***** MATERIAL FOR THE TASK *****

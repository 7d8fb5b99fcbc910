use tldr_openai::{CompletionRequest, ImageRequest};
use types::{Artifact, Storyboard, Transcript};

use crate::{
    MAX_SCENES, Pipeline, PipelineError, prompts, store::ArtifactStore,
    storyboard::parse_storyboard,
};

impl Pipeline {
    /// Splits the transcript into at most `max_scenes` illustrated scenes
    /// covering the whole voiceover.
    ///
    /// # Errors
    /// `InvalidInput` for a scene count outside `1..=MAX_SCENES` or a
    /// transcript with no speech, `ModelOutput` for an unusable reply.
    #[tracing::instrument(skip(self))]
    pub async fn plan_storyboard(
        &self,
        max_scenes: usize,
    ) -> Result<Storyboard, PipelineError> {
        if !(1..=MAX_SCENES).contains(&max_scenes) {
            return Err(PipelineError::InvalidInput(format!(
                "the scene count must be between 1 and {MAX_SCENES}"
            )));
        }

        let transcript: Transcript =
            self.store.read_json(Artifact::Transcript).await?;
        let end_time = transcript.end_time();
        if transcript.text.trim().is_empty() || end_time <= 0.0 {
            return Err(PipelineError::InvalidInput(
                "the transcript has no speech, record a longer voiceover"
                    .to_string(),
            ));
        }

        let request = CompletionRequest::json(
            prompts::JSON_SYSTEM,
            prompts::storyboard_prompt(&transcript, max_scenes),
        );
        let reply = self.provider.complete(&request).await?;
        let storyboard = parse_storyboard(&reply, end_time, max_scenes)?;

        tracing::info!(
            "planned {} scenes over {:.2}s",
            storyboard.scenes.len(),
            end_time
        );
        self.store
            .write_json(Artifact::Storyboard, &storyboard)
            .await?;
        Ok(storyboard)
    }

    /// Generates one image per scene, in scene order.
    ///
    /// The storyboard is rewritten after every image so a failure part way
    /// leaves the finished scenes recorded.
    ///
    /// # Errors
    /// `MissingArtifact` without a storyboard, plus provider and storage
    /// failures.
    #[tracing::instrument(skip(self))]
    pub async fn generate_images(&self) -> Result<Storyboard, PipelineError> {
        let mut storyboard: Storyboard =
            self.store.read_json(Artifact::Storyboard).await?;
        if storyboard.scenes.is_empty() {
            return Err(PipelineError::MissingArtifact(Artifact::Storyboard));
        }

        let total = storyboard.scenes.len();
        for i in 0..total {
            let scene = &storyboard.scenes[i];
            tracing::info!("generating image {}/{}", i + 1, total);

            let request = ImageRequest {
                prompt: prompts::image_prompt(
                    &scene.image_prompt,
                    &self.settings.image_style,
                ),
                size: self.settings.image_size.clone(),
            };
            let png = self.provider.generate_image(&request).await?;

            let file_name = ArtifactStore::image_file_name(scene.index);
            self.store.write_bytes(&file_name, &png).await?;

            storyboard.scenes[i].image_file = Some(file_name);
            self.store
                .write_json(Artifact::Storyboard, &storyboard)
                .await?;
        }

        Ok(storyboard)
    }
}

*****

WHAT IS EXPECTED »
The task calls for each record to be returned verbatim.

RESULT »
repository 7d8fb5b99fcbc910
use tldr_openai::{CompletionRequest, ImageRequest};
use types::{Artifact, Storyboard, Transcript};

use crate::{
    MAX_SCENES, Pipeline, PipelineError, prompts, store::ArtifactStore,
    storyboard::parse_storyboard,
};

impl Pipeline {
    /// Splits the transcript into at most `max_scenes` illustrated scenes
    /// covering the whole voiceover.
    ///
    /// # Errors
    /// `InvalidInput` for a scene count outside `1..=MAX_SCENES` or a
    /// transcript with no speech, `ModelOutput` for an unusable reply.
    #[tracing::instrument(skip(self))]
    pub async fn plan_storyboard(
        &self,
        max_scenes: usize,
    ) -> Result<Storyboard, PipelineError> {
        if !(1..=MAX_SCENES).contains(&max_scenes) {
            return Err(PipelineError::InvalidInput(format!(
                "the scene count must be between 1 and {MAX_SCENES}"
            )));
        }

        let transcript: Transcript =
            self.store.read_json(Artifact::Transcript).await?;
        let end_time = transcript.end_time();
        if transcript.text.trim().is_empty() || end_time <= 0.0 {
            return Err(PipelineError::InvalidInput(
                "the transcript has no speech, record a longer voiceover"
                    .to_string(),
            ));
        }

        let request = CompletionRequest::json(
            prompts::JSON_SYSTEM,
            prompts::storyboard_prompt(&transcript, max_scenes),
        );
        let reply = self.provider.complete(&request).await?;
        let storyboard = parse_storyboard(&reply, end_time, max_scenes)?;

        tracing::info!(
            "planned {} scenes over {:.2}s",
            storyboard.scenes.len(),
            end_time
        );
        self.store
            .write_json(Artifact::Storyboard, &storyboard)
            .await?;
        Ok(storyboard)
    }

    /// Generates one image per scene, in scene order.
    ///
    /// The storyboard is rewritten after every image so a failure part way
    /// leaves the finished scenes recorded.
    ///
    /// # Errors
    /// `MissingArtifact` without a storyboard, plus provider and storage
    /// failures.
    #[tracing::instrument(skip(self))]
    pub async fn generate_images(&self) -> Result<Storyboard, PipelineError> {
        let mut storyboard: Storyboard =
            self.store.read_json(Artifact::Storyboard).await?;
        if storyboard.scenes.is_empty() {
            return Err(PipelineError::MissingArtifact(Artifact::Storyboard));
        }

        let total = storyboard.scenes.len();
        for i in 0..total {
            let scene = &storyboard.scenes[i];
            tracing::info!("generating image {}/{}", i + 1, total);

            let request = ImageRequest {
                prompt: prompts::image_prompt(
                    &scene.image_prompt,
                    &self.settings.image_style,
                ),
                size: self.settings.image_size.clone(),
            };
            let png = self.provider.generate_image(&request).await?;

            let file_name = ArtifactStore::image_file_name(scene.index);
            self.store.write_bytes(&file_name, &png).await?;

            storyboard.scenes[i].image_file = Some(file_name);
            self.store
                .write_json(Artifact::Storyboard, &storyboard)
                .await?;
        }

        Ok(storyboard)
    }
}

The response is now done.